Two transmembrane Cys residues are involved in 5-HT4 receptor dimerization.

Abstract The 5-HT 4 receptor (5-HT 4 R) belongs to the G-protein-coupled receptor (GPCR) family and is of considerable interest for the development of new drugs to treat gastrointestinal diseases and memory disorders. The 5-HT 4 R exists as a constitutive dimer but its molecular determinants are still unknown. Using co-immunoprecipitation and Bioluminescence Resonance Energy Transfer (BRET) techniques, we show here that 5-HT 4 R homodimerization but not 5-HT 4 R-β 2 adrenergic receptor (β 2 AR) heterodimerization is largely decreased under reducing conditions suggesting the participation of disulfide bonds in 5-HT 4 R dimerization.
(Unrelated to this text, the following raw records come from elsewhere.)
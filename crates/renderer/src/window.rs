use std::sync::Arc;
use std::time::Instant;

use anyhow::{anyhow, Result};
use glam::Vec2;
use paddle::DrawList;
use winit::dpi::PhysicalSize;
use winit::event::{ElementState, Event, WindowEvent};
use winit::event_loop::{ControlFlow, EventLoop};
use winit::keyboard::{Key, NamedKey};
use winit::window::{Window, WindowBuilder};

use crate::gpu::GpuState;
use crate::scene::Scene;
use crate::types::{FrameInput, RendererConfig};

/// Longest step handed to the scene; stalls (drags, suspends) must not teleport paddles.
const MAX_FRAME_DT: f32 = 0.1;

/// Window, GPU state and the scene being shown. `gpu` is declared first so the
/// surface is dropped before the window it was created from.
struct WindowState<S> {
    gpu: GpuState,
    window: Arc<Window>,
    scene: S,
    input: FrameInput,
    draw_list: DrawList,
    last_frame: Instant,
    title: String,
    applied_title: String,
}

impl<S: Scene> WindowState<S> {
    fn new(window: Arc<Window>, config: &RendererConfig, mut scene: S) -> Result<Self> {
        let size = window.inner_size();
        let mut gpu = GpuState::new(window.as_ref(), size, config)?;
        let size = gpu.size();
        scene.resize(size.width as f32, size.height as f32);
        scene.load_textures(gpu.textures_mut());

        Ok(Self {
            gpu,
            window,
            scene,
            input: FrameInput::default(),
            draw_list: DrawList::new(config.line_height),
            last_frame: Instant::now(),
            title: config.title.clone(),
            applied_title: config.title.clone(),
        })
    }

    fn resize(&mut self, new_size: PhysicalSize<u32>) {
        self.gpu.resize(new_size);
        let size = self.gpu.size();
        self.scene.resize(size.width as f32, size.height as f32);
    }

    fn frame(&mut self) -> Result<(), wgpu::SurfaceError> {
        let now = Instant::now();
        let dt = now
            .saturating_duration_since(self.last_frame)
            .as_secs_f32()
            .min(MAX_FRAME_DT);
        self.last_frame = now;

        self.scene.update(dt, &self.input);
        self.draw_list.clear();
        self.scene.draw(&mut self.draw_list);
        self.sync_title();
        self.gpu.render(&self.draw_list)
    }

    fn sync_title(&mut self) {
        let title = match self.scene.status() {
            Some(status) => format!("{} - {status}", self.title),
            None => self.title.clone(),
        };
        if title != self.applied_title {
            self.window.set_title(&title);
            self.applied_title = title;
        }
    }
}

pub(crate) fn run_window<S: Scene>(config: RendererConfig, scene: S) -> Result<()> {
    let event_loop =
        EventLoop::new().map_err(|err| anyhow!("failed to create event loop: {err}"))?;

    let window = WindowBuilder::new()
        .with_title(config.title.clone())
        .with_inner_size(PhysicalSize::new(config.surface_size.0, config.surface_size.1))
        .build(&event_loop)
        .map_err(|err| anyhow!("failed to create window: {err}"))?;
    let window = Arc::new(window);

    let mut state = WindowState::new(window, &config, scene)
        .map_err(|err| anyhow!("failed to initialise window renderer: {err:#}"))?;
    tracing::info!(
        width = config.surface_size.0,
        height = config.surface_size.1,
        "window renderer ready"
    );

    event_loop.set_control_flow(ControlFlow::Poll);
    let run_result = event_loop.run(move |event, elwt| match event {
        Event::WindowEvent { window_id, event } if window_id == state.window.id() => match event {
            WindowEvent::CloseRequested | WindowEvent::Destroyed => elwt.exit(),
            WindowEvent::KeyboardInput { event, .. } => {
                if event.state == ElementState::Pressed
                    && matches!(event.logical_key, Key::Named(NamedKey::Escape))
                {
                    elwt.exit();
                }
            }
            WindowEvent::CursorMoved { position, .. } => {
                state.input.mouse = Some(Vec2::new(position.x as f32, position.y as f32));
            }
            WindowEvent::CursorLeft { .. } => {
                state.input.mouse = None;
            }
            WindowEvent::Resized(new_size) => state.resize(new_size),
            WindowEvent::RedrawRequested => match state.frame() {
                Ok(()) => {}
                Err(wgpu::SurfaceError::Lost | wgpu::SurfaceError::Outdated) => {
                    let size = state.gpu.size();
                    state.resize(size);
                }
                Err(wgpu::SurfaceError::OutOfMemory) => {
                    tracing::error!("surface out of memory; exiting");
                    elwt.exit();
                }
                Err(wgpu::SurfaceError::Timeout) => {
                    tracing::warn!("surface timeout; retrying next frame");
                }
                Err(other) => {
                    tracing::warn!(error = ?other, "surface error; retrying next frame");
                }
            },
            _ => {}
        },
        Event::AboutToWait => state.window.request_redraw(),
        _ => {}
    });

    run_result.map_err(|err| anyhow!("window event loop error: {err}"))
}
Molecular modeling and protein docking experiments identified four cysteine (Cys) residues potentially involved in the dimer interface through intramolecular or intermolecular disulfide bonds. We show that disulfide bridges between Cys112 and Cys145 located within TM3 and TM4, respectively, are of critical importance for 5-HT 4 R dimer formation. Our data suggest that two disulfide bridges between two transmembrane Cys residues are involved in the dimerization interface of a GPCR.